=== Begin Enclosure ===

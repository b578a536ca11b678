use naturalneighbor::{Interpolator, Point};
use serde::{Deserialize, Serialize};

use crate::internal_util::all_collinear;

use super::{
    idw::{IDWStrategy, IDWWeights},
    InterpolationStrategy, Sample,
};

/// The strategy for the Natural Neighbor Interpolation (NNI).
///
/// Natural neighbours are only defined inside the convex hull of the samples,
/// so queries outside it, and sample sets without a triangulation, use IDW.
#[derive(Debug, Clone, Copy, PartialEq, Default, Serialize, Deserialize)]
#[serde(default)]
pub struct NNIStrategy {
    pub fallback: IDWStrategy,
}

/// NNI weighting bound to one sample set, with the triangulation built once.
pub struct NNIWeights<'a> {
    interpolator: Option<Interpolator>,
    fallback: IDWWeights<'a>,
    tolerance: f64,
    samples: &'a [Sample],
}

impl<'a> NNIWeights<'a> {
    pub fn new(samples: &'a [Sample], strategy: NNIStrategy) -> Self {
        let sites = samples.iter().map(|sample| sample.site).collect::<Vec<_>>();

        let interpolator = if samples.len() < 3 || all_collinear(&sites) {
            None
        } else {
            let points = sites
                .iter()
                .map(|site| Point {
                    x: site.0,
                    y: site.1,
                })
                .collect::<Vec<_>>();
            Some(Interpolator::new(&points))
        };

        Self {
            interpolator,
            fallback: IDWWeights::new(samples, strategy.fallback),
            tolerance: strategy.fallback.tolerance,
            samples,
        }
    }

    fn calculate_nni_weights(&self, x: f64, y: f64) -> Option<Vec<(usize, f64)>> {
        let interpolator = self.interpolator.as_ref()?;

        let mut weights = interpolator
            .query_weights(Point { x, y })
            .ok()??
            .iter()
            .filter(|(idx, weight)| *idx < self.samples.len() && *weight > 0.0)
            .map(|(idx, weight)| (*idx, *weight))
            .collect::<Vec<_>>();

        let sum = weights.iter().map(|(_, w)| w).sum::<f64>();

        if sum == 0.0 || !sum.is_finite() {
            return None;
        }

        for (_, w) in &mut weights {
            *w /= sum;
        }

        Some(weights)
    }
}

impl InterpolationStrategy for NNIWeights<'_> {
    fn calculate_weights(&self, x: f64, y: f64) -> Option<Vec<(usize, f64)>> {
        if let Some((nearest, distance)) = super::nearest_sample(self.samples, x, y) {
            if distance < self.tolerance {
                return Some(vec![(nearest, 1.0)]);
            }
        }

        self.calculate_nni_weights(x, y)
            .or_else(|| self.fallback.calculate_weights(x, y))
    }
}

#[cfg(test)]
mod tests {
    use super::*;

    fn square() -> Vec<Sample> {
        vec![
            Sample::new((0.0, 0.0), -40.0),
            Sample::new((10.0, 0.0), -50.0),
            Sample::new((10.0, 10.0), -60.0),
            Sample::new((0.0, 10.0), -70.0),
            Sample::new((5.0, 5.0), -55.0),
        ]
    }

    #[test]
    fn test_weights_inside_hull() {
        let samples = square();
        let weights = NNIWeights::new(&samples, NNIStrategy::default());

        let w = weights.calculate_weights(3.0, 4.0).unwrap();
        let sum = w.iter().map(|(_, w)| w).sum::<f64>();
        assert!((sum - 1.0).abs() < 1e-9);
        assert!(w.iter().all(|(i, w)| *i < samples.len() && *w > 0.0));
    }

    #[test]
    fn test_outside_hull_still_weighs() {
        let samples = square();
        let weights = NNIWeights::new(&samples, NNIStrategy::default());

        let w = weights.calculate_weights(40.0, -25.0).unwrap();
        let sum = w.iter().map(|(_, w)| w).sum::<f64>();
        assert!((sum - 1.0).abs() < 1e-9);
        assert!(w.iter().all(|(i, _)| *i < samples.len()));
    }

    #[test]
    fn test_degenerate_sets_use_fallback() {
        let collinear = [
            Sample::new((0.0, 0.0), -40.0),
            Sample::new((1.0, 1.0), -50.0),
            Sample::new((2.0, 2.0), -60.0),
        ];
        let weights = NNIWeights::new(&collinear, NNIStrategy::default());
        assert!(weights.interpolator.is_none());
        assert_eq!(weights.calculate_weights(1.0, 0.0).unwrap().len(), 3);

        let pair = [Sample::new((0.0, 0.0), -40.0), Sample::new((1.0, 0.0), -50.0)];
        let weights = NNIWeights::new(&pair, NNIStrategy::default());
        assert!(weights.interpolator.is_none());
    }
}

=== End Enclosure ===
=== Begin Enclosure ===

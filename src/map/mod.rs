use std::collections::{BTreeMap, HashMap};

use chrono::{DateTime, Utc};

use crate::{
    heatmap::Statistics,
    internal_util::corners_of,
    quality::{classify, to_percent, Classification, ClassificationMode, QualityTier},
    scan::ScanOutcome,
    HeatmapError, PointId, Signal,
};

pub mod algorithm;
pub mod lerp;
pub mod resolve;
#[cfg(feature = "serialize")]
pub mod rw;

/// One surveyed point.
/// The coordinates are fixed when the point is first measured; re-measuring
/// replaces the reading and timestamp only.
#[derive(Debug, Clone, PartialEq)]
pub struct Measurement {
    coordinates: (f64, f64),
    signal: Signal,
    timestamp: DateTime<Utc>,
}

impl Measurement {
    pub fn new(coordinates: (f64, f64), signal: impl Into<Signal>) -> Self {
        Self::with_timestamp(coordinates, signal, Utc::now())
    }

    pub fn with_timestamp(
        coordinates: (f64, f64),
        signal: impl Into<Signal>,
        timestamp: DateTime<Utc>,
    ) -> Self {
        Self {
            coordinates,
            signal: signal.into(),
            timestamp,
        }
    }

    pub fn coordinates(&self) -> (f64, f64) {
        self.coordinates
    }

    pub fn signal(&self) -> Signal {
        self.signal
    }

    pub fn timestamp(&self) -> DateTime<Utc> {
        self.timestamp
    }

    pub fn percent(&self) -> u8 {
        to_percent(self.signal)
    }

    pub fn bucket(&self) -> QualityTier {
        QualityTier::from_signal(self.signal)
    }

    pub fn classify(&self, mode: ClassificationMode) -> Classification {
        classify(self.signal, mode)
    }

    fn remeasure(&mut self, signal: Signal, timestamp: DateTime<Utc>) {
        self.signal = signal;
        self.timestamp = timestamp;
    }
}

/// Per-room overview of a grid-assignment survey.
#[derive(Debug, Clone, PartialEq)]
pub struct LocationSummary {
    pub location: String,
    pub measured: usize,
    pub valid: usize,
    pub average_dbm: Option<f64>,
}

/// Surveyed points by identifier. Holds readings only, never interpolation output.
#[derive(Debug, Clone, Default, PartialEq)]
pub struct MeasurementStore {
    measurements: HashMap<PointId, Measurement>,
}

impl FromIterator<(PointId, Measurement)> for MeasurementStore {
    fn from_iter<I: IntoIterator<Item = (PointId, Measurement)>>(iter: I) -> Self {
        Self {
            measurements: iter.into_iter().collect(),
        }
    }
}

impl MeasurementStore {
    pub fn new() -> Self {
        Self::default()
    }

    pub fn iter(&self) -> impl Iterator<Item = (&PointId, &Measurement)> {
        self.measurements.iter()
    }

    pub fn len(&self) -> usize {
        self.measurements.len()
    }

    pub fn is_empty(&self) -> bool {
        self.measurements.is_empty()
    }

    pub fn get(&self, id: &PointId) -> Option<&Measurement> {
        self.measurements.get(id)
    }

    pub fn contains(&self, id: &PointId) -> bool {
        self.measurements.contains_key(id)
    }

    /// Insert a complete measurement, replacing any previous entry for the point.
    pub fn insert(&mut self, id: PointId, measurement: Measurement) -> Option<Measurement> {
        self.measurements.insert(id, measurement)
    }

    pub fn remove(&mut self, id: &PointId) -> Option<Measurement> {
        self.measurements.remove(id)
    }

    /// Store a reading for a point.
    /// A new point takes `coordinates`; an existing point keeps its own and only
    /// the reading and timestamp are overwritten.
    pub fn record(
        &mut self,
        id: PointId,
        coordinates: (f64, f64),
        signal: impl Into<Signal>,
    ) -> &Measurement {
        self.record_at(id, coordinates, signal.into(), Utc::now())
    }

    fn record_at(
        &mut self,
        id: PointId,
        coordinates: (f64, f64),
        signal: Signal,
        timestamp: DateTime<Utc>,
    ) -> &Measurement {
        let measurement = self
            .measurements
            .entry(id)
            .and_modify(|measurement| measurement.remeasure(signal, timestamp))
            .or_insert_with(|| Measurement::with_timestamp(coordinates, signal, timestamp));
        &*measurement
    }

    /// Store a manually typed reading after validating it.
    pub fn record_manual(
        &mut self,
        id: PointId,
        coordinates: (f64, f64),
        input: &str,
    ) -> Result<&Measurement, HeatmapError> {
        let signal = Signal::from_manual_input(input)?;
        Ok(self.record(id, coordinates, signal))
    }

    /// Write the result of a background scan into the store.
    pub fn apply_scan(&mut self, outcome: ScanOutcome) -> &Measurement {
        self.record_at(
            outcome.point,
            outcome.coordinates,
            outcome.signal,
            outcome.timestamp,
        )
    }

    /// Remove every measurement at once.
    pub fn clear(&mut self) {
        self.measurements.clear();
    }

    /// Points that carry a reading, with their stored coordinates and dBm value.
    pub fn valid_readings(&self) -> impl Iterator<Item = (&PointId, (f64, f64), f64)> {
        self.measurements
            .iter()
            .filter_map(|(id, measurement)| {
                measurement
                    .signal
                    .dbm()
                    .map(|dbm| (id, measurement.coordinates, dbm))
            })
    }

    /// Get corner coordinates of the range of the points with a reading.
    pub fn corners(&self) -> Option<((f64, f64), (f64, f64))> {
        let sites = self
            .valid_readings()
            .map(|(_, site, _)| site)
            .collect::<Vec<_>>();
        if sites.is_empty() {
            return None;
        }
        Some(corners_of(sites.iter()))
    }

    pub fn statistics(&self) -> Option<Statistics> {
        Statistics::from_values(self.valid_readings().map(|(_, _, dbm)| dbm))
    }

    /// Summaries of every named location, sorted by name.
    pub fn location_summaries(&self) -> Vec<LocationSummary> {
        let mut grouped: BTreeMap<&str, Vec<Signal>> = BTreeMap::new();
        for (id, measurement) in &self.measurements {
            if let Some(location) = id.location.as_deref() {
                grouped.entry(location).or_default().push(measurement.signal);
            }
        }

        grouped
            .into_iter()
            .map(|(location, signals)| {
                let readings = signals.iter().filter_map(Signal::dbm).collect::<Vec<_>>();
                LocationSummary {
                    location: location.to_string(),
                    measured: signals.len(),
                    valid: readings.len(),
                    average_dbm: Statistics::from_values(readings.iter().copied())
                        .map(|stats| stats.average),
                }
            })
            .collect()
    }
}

=== End Enclosure ===
=== Begin Enclosure ===

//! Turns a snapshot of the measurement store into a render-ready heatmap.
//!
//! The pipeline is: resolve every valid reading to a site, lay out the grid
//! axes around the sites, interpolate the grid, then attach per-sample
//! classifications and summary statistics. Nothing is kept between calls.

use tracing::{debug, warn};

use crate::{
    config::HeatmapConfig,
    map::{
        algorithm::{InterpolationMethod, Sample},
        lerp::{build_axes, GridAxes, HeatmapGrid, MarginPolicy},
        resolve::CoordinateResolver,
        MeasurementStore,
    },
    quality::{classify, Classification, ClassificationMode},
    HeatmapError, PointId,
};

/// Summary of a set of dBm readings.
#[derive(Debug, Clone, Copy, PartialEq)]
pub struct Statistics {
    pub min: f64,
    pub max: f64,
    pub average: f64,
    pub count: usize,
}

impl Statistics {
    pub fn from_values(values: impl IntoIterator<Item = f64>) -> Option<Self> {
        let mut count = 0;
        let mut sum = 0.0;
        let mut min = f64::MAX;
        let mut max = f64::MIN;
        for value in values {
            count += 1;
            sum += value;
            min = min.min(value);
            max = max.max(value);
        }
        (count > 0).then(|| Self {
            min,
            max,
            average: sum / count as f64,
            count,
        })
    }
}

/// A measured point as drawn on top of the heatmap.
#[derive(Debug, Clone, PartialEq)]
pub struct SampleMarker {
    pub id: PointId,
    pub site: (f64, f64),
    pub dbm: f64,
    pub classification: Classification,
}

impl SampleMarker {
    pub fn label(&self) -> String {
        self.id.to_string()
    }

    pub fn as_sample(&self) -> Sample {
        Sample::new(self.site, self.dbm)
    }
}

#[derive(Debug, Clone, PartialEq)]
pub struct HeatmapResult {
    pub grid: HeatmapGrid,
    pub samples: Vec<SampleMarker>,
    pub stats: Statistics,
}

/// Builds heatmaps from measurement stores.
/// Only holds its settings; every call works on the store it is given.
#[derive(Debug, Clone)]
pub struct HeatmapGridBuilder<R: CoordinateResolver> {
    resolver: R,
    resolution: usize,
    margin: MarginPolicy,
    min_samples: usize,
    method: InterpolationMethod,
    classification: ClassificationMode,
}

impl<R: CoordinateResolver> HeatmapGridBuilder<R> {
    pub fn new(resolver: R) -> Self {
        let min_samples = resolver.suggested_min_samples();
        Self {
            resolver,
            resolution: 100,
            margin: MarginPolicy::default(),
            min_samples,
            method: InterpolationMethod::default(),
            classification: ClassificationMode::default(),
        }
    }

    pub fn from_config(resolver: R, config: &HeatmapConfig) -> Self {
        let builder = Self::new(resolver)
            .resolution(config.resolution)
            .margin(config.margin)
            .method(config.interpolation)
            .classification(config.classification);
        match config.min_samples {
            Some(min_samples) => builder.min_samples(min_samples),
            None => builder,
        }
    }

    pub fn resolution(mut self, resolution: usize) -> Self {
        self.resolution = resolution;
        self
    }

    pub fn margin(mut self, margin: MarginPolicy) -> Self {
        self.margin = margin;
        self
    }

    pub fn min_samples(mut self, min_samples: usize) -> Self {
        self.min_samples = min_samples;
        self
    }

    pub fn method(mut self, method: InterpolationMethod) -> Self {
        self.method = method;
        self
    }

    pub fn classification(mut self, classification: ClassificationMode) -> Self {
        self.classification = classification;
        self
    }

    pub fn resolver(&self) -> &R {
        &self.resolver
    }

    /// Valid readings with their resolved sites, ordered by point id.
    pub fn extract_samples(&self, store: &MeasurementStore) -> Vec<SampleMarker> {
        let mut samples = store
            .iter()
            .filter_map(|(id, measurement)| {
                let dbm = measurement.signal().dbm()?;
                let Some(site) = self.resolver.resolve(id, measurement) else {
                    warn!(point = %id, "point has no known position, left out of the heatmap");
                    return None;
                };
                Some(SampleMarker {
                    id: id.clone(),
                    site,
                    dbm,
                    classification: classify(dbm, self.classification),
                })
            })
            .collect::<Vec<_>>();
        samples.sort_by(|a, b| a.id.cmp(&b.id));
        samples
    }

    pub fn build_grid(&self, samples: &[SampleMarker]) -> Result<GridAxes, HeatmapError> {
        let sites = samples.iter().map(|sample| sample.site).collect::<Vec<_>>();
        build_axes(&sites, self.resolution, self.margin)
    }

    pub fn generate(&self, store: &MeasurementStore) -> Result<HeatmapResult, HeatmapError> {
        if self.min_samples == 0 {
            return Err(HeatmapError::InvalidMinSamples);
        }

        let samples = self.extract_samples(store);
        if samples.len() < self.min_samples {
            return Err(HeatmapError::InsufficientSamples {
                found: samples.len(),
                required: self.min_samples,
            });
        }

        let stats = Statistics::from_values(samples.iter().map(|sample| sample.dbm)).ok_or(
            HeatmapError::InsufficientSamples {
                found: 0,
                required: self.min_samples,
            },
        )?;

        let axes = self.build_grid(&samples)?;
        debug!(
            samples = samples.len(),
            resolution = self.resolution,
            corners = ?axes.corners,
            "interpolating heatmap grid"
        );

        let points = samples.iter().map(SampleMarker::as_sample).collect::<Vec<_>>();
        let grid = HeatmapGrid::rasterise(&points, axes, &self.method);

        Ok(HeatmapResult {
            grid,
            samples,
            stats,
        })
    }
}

=== End Enclosure ===

_TASK_: Copy only this part of the entries above: the line with "self.resolution = resolution;", the line with "pub fn method(mut", and the lines between, all exactly as written.

_ANSWER TO THIS PROBLEM_:
        self.resolution = resolution;
        self
    }

    pub fn margin(mut self, margin: MarginPolicy) -> Self {
        self.margin = margin;
        self
    }

    pub fn min_samples(mut self, min_samples: usize) -> Self {
        self.min_samples = min_samples;
        self
    }

    pub fn method(mut self, method: InterpolationMethod) -> Self {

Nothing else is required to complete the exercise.